AI is not all about research and create models. Deploy the models and integrate with other components in system, or serving model, is also an important aspect. Although we need to learn a lot about serving model to master this skill, get started is not so difficult. Especially when cloud providers provide services that help fasten this process.

In this article, I will introduce Azure Machine Learning and a step by step guideline to introduce how to serve custom model using Azure Machine Learning and integrate with Azure Stream Analytics to create an extendable processing pipeline.

In my project, I need to deploy an AI model to detect sentiment (positive or negative) from social post. My mission is to serve an AI model in Azure Machine Learning workspace so I can publish API for other component to consume and continue to process.

For the mission, I have to provision following Azure service:

  • Azure Machine Learning

Azure Machine Learning is a cloud-based environment for AI engineer in AI project. As you can see when you have accessed to Azure ML workspace, Azure ML is capable of all kinds of AI-related work including: train, deploy, automate, manage, and track ML models.

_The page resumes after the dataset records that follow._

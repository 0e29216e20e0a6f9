//! Scriptable page, widget, control and bridge fakes.
//!
//! The value-control fake models a framework that keeps its own copy of the
//! text: a dispatched `input` event is accepted only when the change tracker
//! disagrees with the DOM value, otherwise the framework re-renders its own
//! copy over the DOM.

use std::sync::Arc;

use async_trait::async_trait;
use parking_lot::Mutex;
use tokio::sync::mpsc;

use promptcast_protocols::{
    BridgeError, Control, MutationFeed, PageSurface, SyntheticEvent, Widget, WidgetError,
    WidgetKind,
};

use crate::bridge::BridgeChannel;

#[derive(Debug, Default)]
pub struct WidgetState {
    pub dom: String,
    pub framework: String,
    /// `Some` when a framework tracks the value.
    pub tracker: Option<String>,
    /// Framework ignores synthetic input events and re-renders its own copy.
    pub ignores_synthetic_input: bool,
    pub has_component_handler: bool,
    pub insert_text_supported: bool,
    pub paste_supported: bool,
    pub has_form: bool,
    pub form_button: Option<FakeControl>,
    /// The control drops trailing whitespace from whatever it is given.
    pub strips_trailing_whitespace: bool,
    pub calls: Vec<&'static str>,
    pub events: Vec<SyntheticEvent>,
}

#[derive(Clone)]
pub struct FakeWidget {
    kind: WidgetKind,
    pub state: Arc<Mutex<WidgetState>>,
}

impl FakeWidget {
    /// A textarea with no framework instrumentation.
    pub fn plain_textarea() -> Self {
        Self::with_state(WidgetKind::ValueControl, WidgetState::default())
    }

    /// A textarea whose framework overrode the instance `value` setter and
    /// tracks the last value it saw.
    pub fn framework_textarea(current: &str) -> Self {
        Self::with_state(
            WidgetKind::ValueControl,
            WidgetState {
                dom: current.to_string(),
                framework: current.to_string(),
                tracker: Some(current.to_string()),
                ..Default::default()
            },
        )
    }

    pub fn editable() -> Self {
        Self::with_state(WidgetKind::Editable, WidgetState::default())
    }

    pub fn with_state(kind: WidgetKind, state: WidgetState) -> Self {
        Self {
            kind,
            state: Arc::new(Mutex::new(state)),
        }
    }

    pub fn configure(self, f: impl FnOnce(&mut WidgetState)) -> Self {
        f(&mut self.state.lock());
        self
    }

    pub fn calls(&self) -> Vec<&'static str> {
        self.state.lock().calls.clone()
    }

    pub fn text(&self) -> String {
        self.state.lock().dom.clone()
    }

    pub fn event_names(&self) -> Vec<&'static str> {
        self.state.lock().events.iter().map(|e| e.name()).collect()
    }

    fn shown(&self) -> String {
        let state = self.state.lock();
        if state.strips_trailing_whitespace {
            return state.dom.trim_end().to_string();
        }
        state.dom.clone()
    }

    fn call(&self, name: &'static str) {
        self.state.lock().calls.push(name);
    }
}

#[async_trait]
impl Widget for FakeWidget {
    fn kind(&self) -> WidgetKind {
        self.kind
    }

    fn describe(&self) -> String {
        match self.kind {
            WidgetKind::ValueControl => "textarea".to_string(),
            WidgetKind::Editable => "div[contenteditable]".to_string(),
        }
    }

    async fn focus(&self) -> Result<(), WidgetError> {
        self.call("focus");
        Ok(())
    }

    async fn value(&self) -> Result<String, WidgetError> {
        Ok(self.shown())
    }

    async fn rendered_text(&self) -> Result<String, WidgetError> {
        Ok(self.shown())
    }

    async fn write_value_via_prototype(&self, text: &str) -> Result<(), WidgetError> {
        self.call("write_value_via_prototype");
        self.state.lock().dom = text.to_string();
        Ok(())
    }

    async fn prime_value_tracker(&self, previous: &str) -> Result<bool, WidgetError> {
        self.call("prime_value_tracker");
        let mut state = self.state.lock();
        match state.tracker {
            Some(_) => {
                state.tracker = Some(previous.to_string());
                Ok(true)
            }
            None => Ok(false),
        }
    }

    async fn dispatch(&self, event: &SyntheticEvent) -> Result<bool, WidgetError> {
        let mut state = self.state.lock();
        state.events.push(event.clone());
        match event {
            SyntheticEvent::Input { .. } if state.tracker.is_some() => {
                let changed = state.tracker.as_deref() != Some(state.dom.as_str());
                if changed && !state.ignores_synthetic_input {
                    state.framework = state.dom.clone();
                    state.tracker = Some(state.dom.clone());
                } else {
                    state.dom = state.framework.clone();
                }
            }
            SyntheticEvent::Paste { data } => {
                if !state.paste_supported {
                    return Ok(false);
                }
                state.dom = data.clone();
                if state.tracker.is_some() {
                    state.framework = data.clone();
                    state.tracker = Some(data.clone());
                }
            }
            _ => {}
        }
        Ok(true)
    }

    async fn invoke_component_change_handler(&self, text: &str) -> Result<bool, WidgetError> {
        self.call("invoke_component_change_handler");
        let mut state = self.state.lock();
        if !state.has_component_handler {
            return Ok(false);
        }
        state.framework = text.to_string();
        state.dom = text.to_string();
        state.tracker = Some(text.to_string());
        Ok(true)
    }

    async fn select_all(&self) -> Result<(), WidgetError> {
        self.call("select_all");
        Ok(())
    }

    async fn insert_text(&self, text: &str) -> Result<bool, WidgetError> {
        self.call("insert_text");
        let mut state = self.state.lock();
        if !state.insert_text_supported {
            return Ok(false);
        }
        state.dom = text.to_string();
        if state.tracker.is_some() {
            state.framework = text.to_string();
            state.tracker = Some(text.to_string());
        }
        Ok(true)
    }

    async fn replace_with_paragraph(&self, text: &str) -> Result<(), WidgetError> {
        self.call("replace_with_paragraph");
        self.state.lock().dom = text.to_string();
        Ok(())
    }

    async fn assign_text(&self, text: &str) -> Result<(), WidgetError> {
        self.call("assign_text");
        self.state.lock().dom = text.to_string();
        Ok(())
    }

    async fn place_caret_at_end(&self) -> Result<(), WidgetError> {
        self.call("place_caret_at_end");
        Ok(())
    }

    async fn next_frame(&self) -> Result<(), WidgetError> {
        Ok(())
    }

    async fn enabled_form_button(&self) -> Result<Option<Box<dyn Control>>, WidgetError> {
        Ok(self
            .state
            .lock()
            .form_button
            .clone()
            .map(|b| Box::new(b) as Box<dyn Control>))
    }

    async fn submit_enclosing_form(&self) -> Result<bool, WidgetError> {
        self.call("submit_enclosing_form");
        Ok(self.state.lock().has_form)
    }
}

#[derive(Debug, Clone)]
pub struct FakeControl {
    pub label: String,
    pub clicks: Arc<Mutex<u32>>,
}

impl FakeControl {
    pub fn new(label: &str) -> Self {
        Self {
            label: label.to_string(),
            clicks: Arc::new(Mutex::new(0)),
        }
    }

    pub fn clicks(&self) -> u32 {
        *self.clicks.lock()
    }
}

#[async_trait]
impl Control for FakeControl {
    fn describe(&self) -> String {
        self.label.clone()
    }

    async fn activate(&self) -> Result<(), WidgetError> {
        *self.clicks.lock() += 1;
        Ok(())
    }
}

/// A page holding widgets and controls keyed by selector.
#[derive(Default)]
pub struct FakePage {
    pub hostname: String,
    widgets: Mutex<Vec<(String, FakeWidget, bool)>>,
    controls: Mutex<Vec<(String, FakeControl)>>,
    observers: Mutex<Vec<mpsc::UnboundedSender<()>>>,
    pub probes: Mutex<Vec<String>>,
    pub control_probes: Mutex<Vec<String>>,
}

impl FakePage {
    pub fn new(hostname: &str) -> Self {
        Self {
            hostname: hostname.to_string(),
            ..Default::default()
        }
    }

    /// Add a widget and notify mutation observers.
    pub fn insert_widget(&self, selector: &str, widget: FakeWidget, visible: bool) {
        self.widgets
            .lock()
            .push((selector.to_string(), widget, visible));
        self.mutate();
    }

    pub fn insert_control(&self, selector: &str, control: FakeControl) {
        self.controls.lock().push((selector.to_string(), control));
    }

    pub fn mutate(&self) {
        self.observers.lock().retain(|tx| tx.send(()).is_ok());
    }

    pub fn observer_count(&self) -> usize {
        self.observers.lock().iter().filter(|tx| !tx.is_closed()).count()
    }
}

#[async_trait]
impl PageSurface for FakePage {
    async fn hostname(&self) -> Result<String, WidgetError> {
        Ok(self.hostname.clone())
    }

    async fn ready_state(&self) -> Result<String, WidgetError> {
        Ok("complete".to_string())
    }

    async fn find_widget(
        &self,
        selector: &str,
        require_visible: bool,
    ) -> Result<Option<Box<dyn Widget>>, WidgetError> {
        self.probes.lock().push(selector.to_string());
        Ok(self
            .widgets
            .lock()
            .iter()
            .find(|(s, _, visible)| s == selector && (*visible || !require_visible))
            .map(|(_, w, _)| Box::new(w.clone()) as Box<dyn Widget>))
    }

    async fn watch_mutations(&self) -> Result<MutationFeed, WidgetError> {
        let (tx, rx) = mpsc::unbounded_channel();
        self.observers.lock().push(tx);
        Ok(rx)
    }

    async fn find_enabled_control(
        &self,
        selector: &str,
    ) -> Result<Option<Box<dyn Control>>, WidgetError> {
        self.control_probes.lock().push(selector.to_string());
        Ok(self
            .controls
            .lock()
            .iter()
            .find(|(s, _)| s == selector)
            .map(|(_, c)| Box::new(c.clone()) as Box<dyn Control>))
    }
}

/// One end of a shared in-memory page-global message channel.
#[derive(Clone)]
pub struct FakeChannel {
    bus: Arc<Mutex<Vec<mpsc::UnboundedSender<serde_json::Value>>>>,
    pub posted: Arc<Mutex<Vec<serde_json::Value>>>,
}

impl FakeChannel {
    pub fn new() -> Self {
        Self {
            bus: Arc::new(Mutex::new(Vec::new())),
            posted: Arc::new(Mutex::new(Vec::new())),
        }
    }

    /// Deliver a raw message to every listener, as the page itself would.
    pub fn inject(&self, value: serde_json::Value) {
        self.bus.lock().retain(|tx| tx.send(value.clone()).is_ok());
    }
}

#[async_trait]
impl BridgeChannel for FakeChannel {
    async fn post(&self, message: serde_json::Value) -> Result<(), BridgeError> {
        self.posted.lock().push(message.clone());
        self.inject(message);
        Ok(())
    }

    async fn listen(&self) -> Result<mpsc::UnboundedReceiver<serde_json::Value>, BridgeError> {
        let (tx, rx) = mpsc::unbounded_channel();
        self.bus.lock().push(tx);
        Ok(rx)
    }
}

Costs incurred in Azure Machine Learning include compute and storage resource that you have used. You can get more information about cost in this link.

I am assigned with following files from my AI engineer partner:

  • svm.pkl
  • tfidf_vect.pkl
  • python file to consume above models to output the final result.

(Actually, I have to convert from my partner’s jupyter notebook to file by myself since AI engineer often done their work using ipynb)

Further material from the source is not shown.